_Task goal_
The result should be every line that contains the word "tokio", taken from the material.
Available data Start Marker
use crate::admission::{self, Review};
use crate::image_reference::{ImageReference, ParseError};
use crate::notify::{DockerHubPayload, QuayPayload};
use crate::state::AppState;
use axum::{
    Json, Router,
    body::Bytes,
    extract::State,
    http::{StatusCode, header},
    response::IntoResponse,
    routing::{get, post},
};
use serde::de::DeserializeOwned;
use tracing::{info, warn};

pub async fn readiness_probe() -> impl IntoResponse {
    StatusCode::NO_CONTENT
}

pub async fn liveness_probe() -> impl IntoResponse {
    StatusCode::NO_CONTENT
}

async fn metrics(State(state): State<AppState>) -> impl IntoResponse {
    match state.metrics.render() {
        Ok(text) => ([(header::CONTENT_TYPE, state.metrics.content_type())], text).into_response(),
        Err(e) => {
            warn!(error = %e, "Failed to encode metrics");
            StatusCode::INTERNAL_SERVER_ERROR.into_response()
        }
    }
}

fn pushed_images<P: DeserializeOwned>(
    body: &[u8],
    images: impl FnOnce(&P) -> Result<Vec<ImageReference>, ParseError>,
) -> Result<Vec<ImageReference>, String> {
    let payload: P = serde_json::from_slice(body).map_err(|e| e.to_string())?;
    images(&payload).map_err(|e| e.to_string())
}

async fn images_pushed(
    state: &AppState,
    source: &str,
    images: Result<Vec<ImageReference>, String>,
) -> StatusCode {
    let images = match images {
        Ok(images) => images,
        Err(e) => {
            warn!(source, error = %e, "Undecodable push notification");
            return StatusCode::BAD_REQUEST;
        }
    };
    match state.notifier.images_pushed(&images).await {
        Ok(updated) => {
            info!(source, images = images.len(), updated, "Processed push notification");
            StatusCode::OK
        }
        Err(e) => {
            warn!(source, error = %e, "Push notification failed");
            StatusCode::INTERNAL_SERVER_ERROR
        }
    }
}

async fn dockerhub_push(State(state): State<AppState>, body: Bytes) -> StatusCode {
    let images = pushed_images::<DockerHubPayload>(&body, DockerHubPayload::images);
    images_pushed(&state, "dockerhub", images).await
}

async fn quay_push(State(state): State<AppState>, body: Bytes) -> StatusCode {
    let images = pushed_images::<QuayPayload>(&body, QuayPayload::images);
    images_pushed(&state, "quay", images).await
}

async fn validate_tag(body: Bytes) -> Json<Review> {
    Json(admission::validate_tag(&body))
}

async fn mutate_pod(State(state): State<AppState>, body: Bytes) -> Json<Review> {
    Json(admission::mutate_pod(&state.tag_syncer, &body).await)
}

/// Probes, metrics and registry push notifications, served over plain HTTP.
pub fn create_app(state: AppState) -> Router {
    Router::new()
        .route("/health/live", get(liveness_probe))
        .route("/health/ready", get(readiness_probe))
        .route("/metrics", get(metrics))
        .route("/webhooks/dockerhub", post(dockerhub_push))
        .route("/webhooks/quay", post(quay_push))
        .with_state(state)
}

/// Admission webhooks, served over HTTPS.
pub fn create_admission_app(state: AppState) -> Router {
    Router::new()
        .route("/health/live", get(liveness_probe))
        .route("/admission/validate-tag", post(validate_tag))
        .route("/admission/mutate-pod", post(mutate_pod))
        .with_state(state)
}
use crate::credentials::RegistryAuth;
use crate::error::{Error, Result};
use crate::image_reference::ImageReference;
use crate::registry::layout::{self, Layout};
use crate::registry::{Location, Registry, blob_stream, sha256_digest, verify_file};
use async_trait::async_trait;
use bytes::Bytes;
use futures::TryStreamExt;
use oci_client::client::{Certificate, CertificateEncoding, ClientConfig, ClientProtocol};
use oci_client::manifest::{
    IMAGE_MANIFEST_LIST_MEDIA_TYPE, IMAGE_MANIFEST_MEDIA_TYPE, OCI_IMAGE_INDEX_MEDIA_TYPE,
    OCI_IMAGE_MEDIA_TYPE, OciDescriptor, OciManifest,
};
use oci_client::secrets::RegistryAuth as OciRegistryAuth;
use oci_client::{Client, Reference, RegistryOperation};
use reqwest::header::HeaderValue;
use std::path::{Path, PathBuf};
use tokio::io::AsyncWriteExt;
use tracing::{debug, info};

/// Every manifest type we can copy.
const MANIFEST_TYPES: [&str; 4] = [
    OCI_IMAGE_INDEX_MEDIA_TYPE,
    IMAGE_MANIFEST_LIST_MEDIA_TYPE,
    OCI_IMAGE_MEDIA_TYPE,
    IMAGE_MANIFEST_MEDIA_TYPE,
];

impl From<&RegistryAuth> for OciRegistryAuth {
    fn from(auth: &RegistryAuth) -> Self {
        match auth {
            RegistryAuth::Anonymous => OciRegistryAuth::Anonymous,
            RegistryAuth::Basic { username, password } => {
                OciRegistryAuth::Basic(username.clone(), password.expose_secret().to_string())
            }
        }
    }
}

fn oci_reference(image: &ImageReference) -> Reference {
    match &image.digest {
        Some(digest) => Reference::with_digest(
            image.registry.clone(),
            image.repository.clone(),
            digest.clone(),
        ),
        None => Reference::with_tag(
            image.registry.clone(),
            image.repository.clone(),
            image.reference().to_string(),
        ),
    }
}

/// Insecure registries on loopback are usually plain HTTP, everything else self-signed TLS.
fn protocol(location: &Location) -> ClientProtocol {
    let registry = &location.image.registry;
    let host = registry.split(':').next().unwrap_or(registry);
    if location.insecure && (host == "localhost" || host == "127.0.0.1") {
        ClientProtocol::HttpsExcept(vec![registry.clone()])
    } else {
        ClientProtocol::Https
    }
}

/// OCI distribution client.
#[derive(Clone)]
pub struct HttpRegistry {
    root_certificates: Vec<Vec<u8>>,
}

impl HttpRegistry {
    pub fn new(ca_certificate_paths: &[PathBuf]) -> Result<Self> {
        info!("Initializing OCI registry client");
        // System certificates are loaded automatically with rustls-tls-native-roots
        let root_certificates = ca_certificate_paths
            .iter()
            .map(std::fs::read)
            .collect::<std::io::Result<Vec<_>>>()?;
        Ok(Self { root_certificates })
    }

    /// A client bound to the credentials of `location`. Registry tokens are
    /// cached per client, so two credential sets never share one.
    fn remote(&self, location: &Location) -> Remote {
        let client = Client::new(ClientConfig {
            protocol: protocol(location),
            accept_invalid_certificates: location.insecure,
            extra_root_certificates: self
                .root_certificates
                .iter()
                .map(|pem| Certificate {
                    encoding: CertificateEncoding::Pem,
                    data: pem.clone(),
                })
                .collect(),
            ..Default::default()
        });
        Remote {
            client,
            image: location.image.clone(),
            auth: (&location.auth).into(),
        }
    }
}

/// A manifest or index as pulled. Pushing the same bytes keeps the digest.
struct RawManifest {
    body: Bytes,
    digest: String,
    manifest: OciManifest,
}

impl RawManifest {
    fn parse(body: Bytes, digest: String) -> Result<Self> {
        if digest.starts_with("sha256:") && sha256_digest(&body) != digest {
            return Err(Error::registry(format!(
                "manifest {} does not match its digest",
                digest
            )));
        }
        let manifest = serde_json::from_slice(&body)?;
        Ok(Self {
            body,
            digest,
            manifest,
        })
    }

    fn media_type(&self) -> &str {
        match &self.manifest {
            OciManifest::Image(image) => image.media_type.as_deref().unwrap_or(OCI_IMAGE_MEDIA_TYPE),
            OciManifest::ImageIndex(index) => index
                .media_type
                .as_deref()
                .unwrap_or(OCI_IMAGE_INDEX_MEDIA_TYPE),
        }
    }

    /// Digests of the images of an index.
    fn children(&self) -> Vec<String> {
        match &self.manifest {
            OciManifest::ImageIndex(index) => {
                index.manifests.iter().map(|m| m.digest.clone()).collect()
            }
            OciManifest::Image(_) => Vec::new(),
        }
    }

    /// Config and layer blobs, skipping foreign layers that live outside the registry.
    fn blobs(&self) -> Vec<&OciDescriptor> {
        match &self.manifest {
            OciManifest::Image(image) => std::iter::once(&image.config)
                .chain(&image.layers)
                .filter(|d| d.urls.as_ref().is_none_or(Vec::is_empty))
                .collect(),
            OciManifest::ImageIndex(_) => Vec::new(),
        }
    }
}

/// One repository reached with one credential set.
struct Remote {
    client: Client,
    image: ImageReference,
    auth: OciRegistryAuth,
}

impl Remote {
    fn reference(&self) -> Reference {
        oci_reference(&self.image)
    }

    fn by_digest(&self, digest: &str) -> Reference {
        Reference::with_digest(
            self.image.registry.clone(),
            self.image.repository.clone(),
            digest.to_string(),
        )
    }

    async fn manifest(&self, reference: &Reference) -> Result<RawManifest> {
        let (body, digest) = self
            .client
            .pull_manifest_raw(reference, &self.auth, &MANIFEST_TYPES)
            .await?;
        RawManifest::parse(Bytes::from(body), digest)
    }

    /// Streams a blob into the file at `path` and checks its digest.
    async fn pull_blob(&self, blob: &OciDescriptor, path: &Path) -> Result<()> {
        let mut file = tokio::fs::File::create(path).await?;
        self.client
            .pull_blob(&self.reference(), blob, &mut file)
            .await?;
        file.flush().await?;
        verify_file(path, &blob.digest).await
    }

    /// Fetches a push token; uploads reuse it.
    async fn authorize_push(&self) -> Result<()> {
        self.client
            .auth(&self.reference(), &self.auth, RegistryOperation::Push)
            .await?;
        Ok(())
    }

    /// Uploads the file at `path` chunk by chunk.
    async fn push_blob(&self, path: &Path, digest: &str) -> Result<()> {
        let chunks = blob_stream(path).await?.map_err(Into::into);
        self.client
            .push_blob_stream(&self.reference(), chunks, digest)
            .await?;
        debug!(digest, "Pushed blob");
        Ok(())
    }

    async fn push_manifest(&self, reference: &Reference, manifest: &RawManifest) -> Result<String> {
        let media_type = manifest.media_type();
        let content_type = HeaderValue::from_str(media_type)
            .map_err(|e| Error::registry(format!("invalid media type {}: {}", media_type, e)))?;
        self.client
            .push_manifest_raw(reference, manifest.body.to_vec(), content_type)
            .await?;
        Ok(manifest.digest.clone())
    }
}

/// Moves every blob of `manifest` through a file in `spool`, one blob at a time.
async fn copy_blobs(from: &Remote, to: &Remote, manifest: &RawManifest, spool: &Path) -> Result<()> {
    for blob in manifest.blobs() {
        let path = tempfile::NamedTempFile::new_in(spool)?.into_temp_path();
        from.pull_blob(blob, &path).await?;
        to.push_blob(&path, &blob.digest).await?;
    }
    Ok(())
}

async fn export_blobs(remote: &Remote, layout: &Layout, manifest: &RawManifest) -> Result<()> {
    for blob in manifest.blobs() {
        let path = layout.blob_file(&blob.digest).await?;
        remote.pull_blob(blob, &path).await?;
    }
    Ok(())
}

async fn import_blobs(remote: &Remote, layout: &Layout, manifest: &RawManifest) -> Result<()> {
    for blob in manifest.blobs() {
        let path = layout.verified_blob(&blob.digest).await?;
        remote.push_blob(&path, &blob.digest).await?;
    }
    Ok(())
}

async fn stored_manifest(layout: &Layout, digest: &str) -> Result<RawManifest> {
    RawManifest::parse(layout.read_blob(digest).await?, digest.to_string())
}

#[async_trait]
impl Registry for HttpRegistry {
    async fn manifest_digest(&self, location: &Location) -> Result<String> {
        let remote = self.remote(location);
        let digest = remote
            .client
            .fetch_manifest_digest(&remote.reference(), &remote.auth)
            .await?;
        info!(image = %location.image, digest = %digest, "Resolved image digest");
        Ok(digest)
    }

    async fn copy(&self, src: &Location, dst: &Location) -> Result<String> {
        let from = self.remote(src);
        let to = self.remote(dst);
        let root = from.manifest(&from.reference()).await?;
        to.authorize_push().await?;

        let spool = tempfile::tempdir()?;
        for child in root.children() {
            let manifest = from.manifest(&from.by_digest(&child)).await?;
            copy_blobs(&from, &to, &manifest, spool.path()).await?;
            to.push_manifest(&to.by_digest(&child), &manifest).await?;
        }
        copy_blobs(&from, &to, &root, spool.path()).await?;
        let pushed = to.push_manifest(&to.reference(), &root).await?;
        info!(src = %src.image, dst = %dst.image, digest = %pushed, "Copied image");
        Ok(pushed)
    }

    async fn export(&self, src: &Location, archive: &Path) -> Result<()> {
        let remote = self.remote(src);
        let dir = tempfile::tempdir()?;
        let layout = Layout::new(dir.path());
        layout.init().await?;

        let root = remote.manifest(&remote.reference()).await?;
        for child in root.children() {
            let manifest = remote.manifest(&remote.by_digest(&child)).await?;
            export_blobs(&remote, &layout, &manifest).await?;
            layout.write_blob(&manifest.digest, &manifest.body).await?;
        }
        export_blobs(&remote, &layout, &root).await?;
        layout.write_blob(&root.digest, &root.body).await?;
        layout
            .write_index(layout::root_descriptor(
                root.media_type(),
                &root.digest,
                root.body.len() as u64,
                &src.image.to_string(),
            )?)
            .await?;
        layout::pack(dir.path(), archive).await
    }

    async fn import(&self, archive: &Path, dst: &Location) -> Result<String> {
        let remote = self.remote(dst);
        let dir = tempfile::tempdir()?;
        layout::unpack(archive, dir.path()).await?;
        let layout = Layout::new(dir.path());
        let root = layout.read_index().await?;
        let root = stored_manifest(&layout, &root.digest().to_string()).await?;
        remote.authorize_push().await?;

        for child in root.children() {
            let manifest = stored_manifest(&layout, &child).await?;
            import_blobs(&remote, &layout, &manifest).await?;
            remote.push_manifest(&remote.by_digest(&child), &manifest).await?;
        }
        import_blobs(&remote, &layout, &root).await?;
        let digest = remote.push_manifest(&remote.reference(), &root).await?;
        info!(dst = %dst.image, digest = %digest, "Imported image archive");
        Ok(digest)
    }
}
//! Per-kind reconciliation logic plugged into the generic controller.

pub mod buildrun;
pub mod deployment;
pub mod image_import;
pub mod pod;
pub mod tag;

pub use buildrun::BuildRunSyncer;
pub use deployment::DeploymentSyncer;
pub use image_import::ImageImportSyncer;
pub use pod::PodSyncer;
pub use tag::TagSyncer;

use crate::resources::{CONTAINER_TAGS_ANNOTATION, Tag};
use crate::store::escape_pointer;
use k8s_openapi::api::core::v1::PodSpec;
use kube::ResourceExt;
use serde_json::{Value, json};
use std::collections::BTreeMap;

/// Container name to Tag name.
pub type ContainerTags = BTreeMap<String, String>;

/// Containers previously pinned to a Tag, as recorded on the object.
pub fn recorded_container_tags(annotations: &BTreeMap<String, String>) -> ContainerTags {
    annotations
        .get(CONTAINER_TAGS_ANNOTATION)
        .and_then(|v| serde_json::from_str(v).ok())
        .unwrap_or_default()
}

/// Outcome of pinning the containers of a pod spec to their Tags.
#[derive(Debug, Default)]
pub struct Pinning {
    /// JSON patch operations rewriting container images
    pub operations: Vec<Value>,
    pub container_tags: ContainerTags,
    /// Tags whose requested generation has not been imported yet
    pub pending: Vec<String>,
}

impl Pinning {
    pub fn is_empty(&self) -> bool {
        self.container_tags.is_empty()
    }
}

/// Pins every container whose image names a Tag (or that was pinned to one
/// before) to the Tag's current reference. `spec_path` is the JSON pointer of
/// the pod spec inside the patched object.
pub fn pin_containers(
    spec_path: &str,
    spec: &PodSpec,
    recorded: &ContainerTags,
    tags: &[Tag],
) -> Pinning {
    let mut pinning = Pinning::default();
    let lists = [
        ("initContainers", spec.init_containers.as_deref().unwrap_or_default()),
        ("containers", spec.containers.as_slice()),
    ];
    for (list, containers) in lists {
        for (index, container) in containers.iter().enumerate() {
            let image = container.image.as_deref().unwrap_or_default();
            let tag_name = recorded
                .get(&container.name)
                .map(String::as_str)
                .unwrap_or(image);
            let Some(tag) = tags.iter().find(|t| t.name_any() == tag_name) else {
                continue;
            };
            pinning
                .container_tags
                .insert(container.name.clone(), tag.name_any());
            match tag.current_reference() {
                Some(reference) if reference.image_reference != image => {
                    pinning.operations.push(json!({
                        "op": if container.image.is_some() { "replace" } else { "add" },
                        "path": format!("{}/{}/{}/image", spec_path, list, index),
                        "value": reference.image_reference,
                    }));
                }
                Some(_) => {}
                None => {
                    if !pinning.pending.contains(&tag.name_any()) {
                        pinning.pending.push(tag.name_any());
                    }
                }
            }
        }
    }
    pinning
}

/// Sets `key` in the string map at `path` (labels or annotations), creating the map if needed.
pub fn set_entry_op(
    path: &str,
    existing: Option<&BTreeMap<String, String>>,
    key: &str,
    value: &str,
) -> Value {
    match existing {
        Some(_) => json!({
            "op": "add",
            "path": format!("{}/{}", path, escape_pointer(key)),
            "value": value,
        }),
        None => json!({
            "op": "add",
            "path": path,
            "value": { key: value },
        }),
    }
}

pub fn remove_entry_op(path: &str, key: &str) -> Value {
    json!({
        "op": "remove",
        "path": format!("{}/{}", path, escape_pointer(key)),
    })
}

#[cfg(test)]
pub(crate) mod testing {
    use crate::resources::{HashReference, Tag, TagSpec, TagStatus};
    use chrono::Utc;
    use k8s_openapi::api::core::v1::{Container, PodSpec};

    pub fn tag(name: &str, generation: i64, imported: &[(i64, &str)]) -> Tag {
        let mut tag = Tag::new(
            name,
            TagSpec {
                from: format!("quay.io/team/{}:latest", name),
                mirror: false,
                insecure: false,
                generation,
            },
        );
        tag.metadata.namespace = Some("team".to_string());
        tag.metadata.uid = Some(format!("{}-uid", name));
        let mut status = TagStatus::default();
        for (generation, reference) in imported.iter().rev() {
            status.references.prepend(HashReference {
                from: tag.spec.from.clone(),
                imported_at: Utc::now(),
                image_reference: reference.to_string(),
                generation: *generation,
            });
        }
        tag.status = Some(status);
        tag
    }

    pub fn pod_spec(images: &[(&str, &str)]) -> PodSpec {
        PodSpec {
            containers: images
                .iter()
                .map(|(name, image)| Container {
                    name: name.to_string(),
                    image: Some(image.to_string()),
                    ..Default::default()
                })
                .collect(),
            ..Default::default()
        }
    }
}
Available data End Marker
_Written solution_
use tokio::io::AsyncWriteExt;
        let mut file = tokio::fs::File::create(path).await?;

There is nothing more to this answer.